Tak jak co roku koniński WOPR przeprowadzi przegląd kąpielisk nad naszymi jeziorami. Ratownicy sprawdzą w których miejscach można bezpiecznie korzystać z plaży. – W tej chwili trudno powiedzieć, ile w tym roku będzie kąpielisk. Prawdopodobnie jednak mniej niż w latach ubiegłych. Mniej ośrodków złożyło deklaracje – mówi Małgorzata Chuda, prezes zarządu rejonowego WOPR w Koninie.
Pierwsze ciepłe i słoneczne dni przyciągnęły nad jeziora amatorów wypoczynku nad wodą. Pojawiły się motorówki i skutery. Na pomostach można było zauważyć pierwszych plażowiczów. Choć do rozpoczęcia sezonu jeszcze daleko, już dziś wiadomo, że nie wszystkie ośrodki zdecydowały się na uruchomienie miejsc przeznaczonych do kąpieli. Powód? - Oszczędności! - odpowiada prezes. - Przy kąpielisku musi być łódź motorowa, trzeba ogrodzić teren, zatrudnić ratowników. Sama specjalistyczna torba medyczna R1 to koszt 3 tysięcy złotych.

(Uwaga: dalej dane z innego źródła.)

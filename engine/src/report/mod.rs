// Text report printed after each analysis
pub mod export;

use crate::analysis::statistics::{DualSummary, Measure};
use crate::analysis::AnalysisOutcome;
use shared::models::{RegionShares, RegionTotal};
use shared::utils::brazilian_format;

const TABLE_WIDTH: usize = 65;
const CURRENCY_PREFIX: &str = "R$";

/// The fixed-width statistics table plus the data type / missing values line.
pub fn render_table(summary: &DualSummary) -> String {
    let mut out = String::new();
    out.push_str(&"=".repeat(TABLE_WIDTH));
    out.push('\n');
    out.push_str(&format!("{:<12} | {:^22} | {:^22}\n", "Measure", "With zeros", "Without zeros"));
    out.push_str(&"-".repeat(TABLE_WIDTH));
    out.push('\n');
    for measure in Measure::ALL {
        let with_zeros = cell(measure.pick(&summary.with_zeros));
        let without_zeros = cell(measure.pick(&summary.without_zeros));
        out.push_str(&format!("{:<12} | {:>22} | {:>22}\n", measure.label(), with_zeros, without_zeros));
    }
    out.push_str(&"=".repeat(TABLE_WIDTH));
    out.push('\n');
    out.push_str(&format!("Data type: f64 | Missing values: {}\n", summary.missing));
    out
}

// Keeps "R$" flush left and the amount right-aligned inside the cell.
fn cell(value: Option<f64>) -> String {
    let text = brazilian_format::format_optional(value);
    match text.strip_prefix(CURRENCY_PREFIX) {
        Some(amount) => format!("{:<3}{:>18}", CURRENCY_PREFIX, amount),
        None => text,
    }
}

pub fn render_region_rollup(column: &str, rollup: &[RegionTotal]) -> String {
    let mut out = format!("Totals by region - {}\n", column);
    for entry in rollup {
        out.push_str(&format!(
            "  {:<14}{:>22}\n",
            entry.region.label(),
            brazilian_format::format_currency(entry.total)
        ));
    }
    out
}

pub fn render_region_shares(shares: Option<&RegionShares>) -> String {
    match shares {
        None => "No positive values to build the region shares.\n".to_string(),
        Some(shares) => {
            let mut out = format!("{}\n", shares.title);
            for slice in &shares.slices {
                out.push_str(&format!("  {:<14}{:>6.1}%\n", slice.region.label(), slice.percent));
            }
            out
        }
    }
}

pub fn render_outcome(outcome: &AnalysisOutcome) -> String {
    let mut out = format!(
        "\nColumn {} {} - {} rows\n",
        outcome.level.column_name(),
        outcome.charts.filter_title,
        outcome.rows
    );
    out.push_str(&render_table(&outcome.summary));
    out.push('\n');
    out.push_str(&render_region_rollup(&outcome.charts.column, &outcome.charts.region_rollup));
    out.push('\n');
    out.push_str(&render_region_shares(outcome.charts.region_shares.as_ref()));
    out
}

Ośrodki chcące mieć na swoim terenie kąpieliska musiały złożyć deklaracje do końca grudnia. - Z tego co wiem, takie złożył Ślesin i Gosławice. Kąpielisk nie będzie prawdopodobnie w Wilczynie i Trębach - mówi Małgorzata Chuda. - Szczegóły będziemy znać dopiero po tym, jak przeprowadzimy lustrację.
Przegląd rozpocznie się w czerwcu, a w większości ośrodków sezon rozpoczyna się od 1 lipca. Do tego czasu powinno być wiadomo, na których plażach można odpoczywać bezpiecznie.